Thursday, June 20, 2013

Stop the Presses!

I stopped reading the news long ago because I felt it was plagued with what the ‘media thought we should know’, which is usually about celebrities. I’m tired of hearing about celebrities, and too many people are obsessed with celebrity lives instead of their own. When you have to read and gossip about someone else’s life, then that means you haven’t been living your own. But I regress.

Living in Germany, I don’t watch the local news in the States, but I do get Bing highlights when I open my browser. I came across this article about Sesame Street. When I was a child, I couldn’t wait to watch Sesame Street along with Romper Room, and they helped me learn to count and learn my ABC’s.

Because of the overwhelming number of Americans in jail these days, or have been in jail, Sesame Street decided to introduce a Muppet called, Alex, whose dad is in prison. “Alex, who wears a hoodie, gives voice to kids who might feel that they don't otherwise have one.” Take a look at a clip of one of the segments. Adults can learn many lessons from this video.

The idea is great for helping children cope with a life situation they didn’t create. Sesame Street is a wonderful teaching tool for children. Unfortunately, it shouldn't have to teach children about feeling like an outcast because their parent is in jail. It's a time for them to learn about playing well with others, sharing, etc.  
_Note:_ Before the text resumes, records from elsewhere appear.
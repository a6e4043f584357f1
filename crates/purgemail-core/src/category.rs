//! Gmail inbox categories.

use std::fmt;
use std::str::FromStr;

/// One of the tabs Gmail sorts the inbox into.
#[derive(Debug, Clone, Copy, PartialEq, Eq, Hash)]
pub enum Category {
    /// Person-to-person mail and anything not matching another tab.
    Primary,
    /// Social networks and media-sharing sites.
    Social,
    /// Deals, offers and other marketing mail.
    Promotions,
    /// Confirmations, receipts, bills and statements.
    Updates,
    /// Online groups, discussion boards and mailing lists.
    Forums,
}

impl Category {
    /// All categories in menu order.
    pub const ALL: [Self; 5] = [
        Self::Primary,
        Self::Social,
        Self::Promotions,
        Self::Updates,
        Self::Forums,
    ];

    /// Looks a category up by its 1-based menu number.
    #[must_use]
    pub fn from_menu_number(number: usize) -> Option<Self> {
        number
            .checked_sub(1)
            .and_then(|index| Self::ALL.get(index).copied())
    }

    /// Lowercase name as used in Gmail search.
    #[must_use]
    pub const fn as_str(&self) -> &'static str {
        match self {
            Self::Primary => "primary",
            Self::Social => "social",
            Self::Promotions => "promotions",
            Self::Updates => "updates",
            Self::Forums => "forums",
        }
    }

    /// Display name for menus.
    #[must_use]
    pub const fn label(&self) -> &'static str {
        match self {
            Self::Primary => "Primary",
            Self::Social => "Social",
            Self::Promotions => "Promotions",
            Self::Updates => "Updates",
            Self::Forums => "Forums",
        }
    }

    /// Gmail search query selecting every message in this category.
    #[must_use]
    pub fn query(&self) -> String {
        format!("category:{}", self.as_str())
    }
}

impl fmt::Display for Category {
    fn fmt(&self, f: &mut fmt::Formatter<'_>) -> fmt::Result {
        f.write_str(self.as_str())
    }
}

/// Error returned when a category name or number is not recognised.
#[derive(Debug, Clone, PartialEq, Eq, thiserror::Error)]
#[error("unknown category: {0}")]
pub struct UnknownCategory(pub String);

impl FromStr for Category {
    type Err = UnknownCategory;

    /// Accepts a menu number (`"3"`) or a name in any case (`"Promotions"`).
    fn from_str(s: &str) -> Result<Self, Self::Err> {
        let trimmed = s.trim();
        if let Ok(number) = trimmed.parse::<usize>() {
            return Self::from_menu_number(number).ok_or_else(|| UnknownCategory(s.to_string()));
        }

        Self::ALL
            .into_iter()
            .find(|c| c.as_str().eq_ignore_ascii_case(trimmed))
            .ok_or_else(|| UnknownCategory(s.to_string()))
    }
}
This says volumes about where our society is headed. Gone are the days of innocence. Children are bombarded, damaged and bruised by adult actions. These childhood issues cause anxiety and various other psychological problems, and in some cases, children grow up and mirror their parent’s actions.

Since 2002, the U.S. has the highest jail rates. “As of 2010, the rate was 500 prisoners per 100,000 citizens, compared with an average of 100 prisoners per 100,000 citizens in peer countries. Incarceration rates are significantly higher for American blacks and Latinos than for whites.” These statistics are disheartening. America has lost its vision for opportunity and the American dream. I highly doubt anyone who came to America thought prison was a dream. Many people from other cultures came to America to make their dreams come true and succeeded.
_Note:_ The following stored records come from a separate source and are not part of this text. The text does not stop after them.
//! gridnoded — the GridNode daemon.
//!
//! Single binary that assembles a grid node:
//! - Durable store (redb)
//! - Object store, model manager and model cache
//! - Command relay with snapshot recovery
//! - Node registry and startup peers
//! - HTTP routes + WebSocket event channel
//!
//! # Usage
//!
//! ```text
//! gridnoded run --port 5000 --data-dir /var/lib/gridnode --id alice
//! gridnoded run --config /etc/gridnode/node.toml
//! gridnoded default-config > node.toml
//! ```

use std::net::SocketAddr;
use std::path::PathBuf;
use std::sync::Arc;
use std::time::Duration;

use clap::{Parser, Subcommand};
use tracing::{info, warn};

use gridnode_api::{ApiState, build_router};
use gridnode_cluster::{GrpcConnector, NodeRegistry};
use gridnode_core::{JsonCodec, NodeConfig};
use gridnode_models::{DenseEngine, ModelManager, ObjectStore};
use gridnode_relay::{CommandRelay, ObjectCommandEngine};
use gridnode_state::StateStore;

const DEFAULT_LOG_FILTER: &str = "info,gridnoded=debug,gridnode=debug";

#[derive(Parser)]
#[command(name = "gridnoded", about = "GridNode daemon")]
struct Cli {
    #[command(subcommand)]
    command: Command,
}

#[derive(Subcommand)]
enum Command {
    /// Run the node.
    Run {
        /// TOML config file. Flags below override its values.
        #[arg(long)]
        config: Option<PathBuf>,

        /// Port to listen on.
        #[arg(long)]
        port: Option<u16>,

        /// Data directory for persistent state.
        #[arg(long)]
        data_dir: Option<PathBuf>,

        /// Grid id for this node. Marks it as a server node.
        #[arg(long)]
        id: Option<String>,
    },
    /// Print the default config as TOML.
    DefaultConfig,
}

#[tokio::main]
async fn main() -> anyhow::Result<()> {
    let cli = Cli::parse();

    match cli.command {
        Command::Run {
            config,
            port,
            data_dir,
            id,
        } => {
            let mut config = match config {
                Some(path) => NodeConfig::from_file(&path)?,
                None => NodeConfig::default(),
            };
            if let Some(port) = port {
                config.node.port = port;
            }
            if let Some(data_dir) = data_dir {
                config.node.data_dir = data_dir;
            }
            if id.is_some() {
                config.node.id = id;
            }
            init_tracing(&config);
            run_node(config).await
        }
        Command::DefaultConfig => {
            print!("{}", NodeConfig::default().to_toml_string()?);
            Ok(())
        }
    }
}

/// `RUST_LOG` wins over the config file, which wins over the built-in filter.
fn init_tracing(config: &NodeConfig) {
    let filter = tracing_subscriber::EnvFilter::try_from_default_env()
        .or_else(|_| {
            tracing_subscriber::EnvFilter::try_new(
                config.log_filter().unwrap_or(DEFAULT_LOG_FILTER),
            )
        })
        .unwrap_or_else(|_| tracing_subscriber::EnvFilter::new(DEFAULT_LOG_FILTER));

    if config.log_json() {
        tracing_subscriber::fmt().json().with_env_filter(filter).init();
    } else {
        tracing_subscriber::fmt().with_env_filter(filter).init();
    }
}

async fn run_node(config: NodeConfig) -> anyhow::Result<()> {
    info!("GridNode starting");

    // Ensure data directory exists.
    std::fs::create_dir_all(&config.node.data_dir)?;
    let db_path = config.node.data_dir.join("gridnode.redb");

    // ── Initialize subsystems ──────────────────────────────────

    let store = Arc::new(StateStore::open(&db_path)?);
    info!(path = ?db_path, "state store opened");

    // One object store, shared by the model manager and the relay.
    let objects = ObjectStore::new();

    let models = Arc::new(ModelManager::new(
        store.clone(),
        objects.clone(),
        Arc::new(JsonCodec),
    ));
    info!("model manager initialized");

    let relay = Arc::new(CommandRelay::new(
        objects,
        Arc::new(ObjectCommandEngine),
        store,
    ));
    let restored = relay.recover()?;
    info!(restored, "command relay initialized");

    let mut connector = GrpcConnector::new();
    if let Some(secs) = config.connect_timeout_secs() {
        connector = connector.with_connect_timeout(Duration::from_secs(secs));
    }
    let registry = Arc::new(NodeRegistry::new(connector));
    if let Some(id) = &config.node.id {
        registry.set_node_id(id);
    }

    // ── Startup peers ──────────────────────────────────────────

    for peer in &config.peers {
        if let Err(e) = registry.connect_node(&peer.id, &peer.uri).await {
            warn!(peer = %peer.id, error = %e, "startup peer unreachable");
        }
    }

    // ── Start API server ───────────────────────────────────────

    let router = build_router(ApiState {
        models,
        relay,
        registry,
        inference: Arc::new(DenseEngine),
    });
    let addr = SocketAddr::from(([0, 0, 0, 0], config.node.port));

    info!(%addr, "API server starting");

    let listener = tokio::net::TcpListener::bind(addr).await?;

    // Graceful shutdown on Ctrl-C.
    axum::serve(listener, router)
        .with_graceful_shutdown(async {
            if let Err(e) = tokio::signal::ctrl_c().await {
                warn!(error = %e, "failed to listen for shutdown signal");
                std::future::pending::<()>().await;
            }
            info!("shutdown signal received");
        })
        .await?;

    info!("GridNode stopped");
    Ok(())
}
All I can say is these ‘new efforts’ from Sesame Street are commendable and depressing at the same time.

Sesame Street and Jail,


  1. Sadly, Sesame Street's attempts at discussing such topics may be the only chance such children ever get to try to process the feelings they are having about their parent. I always felt so ashamed of my mother's mental illness, and to talk about it (even in the family) was not going to happen. Part of healing means opening lines of communication. But yeah, it is a bit depression that a show known for early childhood education now must address such issues.

    1. You're right about the program may be the only opportunity children will get to discuss their feelings. I think years ago, it was common practice not to discuss any 'family issues'. It's too bad, because so many children grow up still unable to process and deal with their past.

  2. Thanks Bea for sharing. Sesame Street was a favorite for my girls too when they were little.

    I saw this piece on TV and was glad for their insight to address this and help children living it. Maybe, it will be the beginning where they can talk about other topics with children, as well.

    They have a unique way of reaching and teaching children.

    1. So true about Sesame Street. Other children's programs wouldn't want, or know how, to tackle such sensitive matters. I can't see Sponge Bob or Dora the Explorer dealing with these types of issues.

    2. My dad walked out on us when I was ten and I never heard from him again until my 21st birthday. But you don't even get to be a kid when you're suddenly without a dad and your mom is suffering from depression and trying to work two jobs. But if I had seen something like this, I think maybe it would have helped. But you grow up so fast and I wonder if I would have just thought the show was for babies. But we didn't have a t.v. so I don't know.

  3. Strange as it might seem, I never saw Sesame Street as a kid. By the time we had cable and were able to pick up PBS I was too old for it. I did watch the muppet show on a nightly basis though.

    I do find it disturbing that something like this is happening on a kids show. It seems that we are pushing them to grow up so much faster now. When do they get to be kids?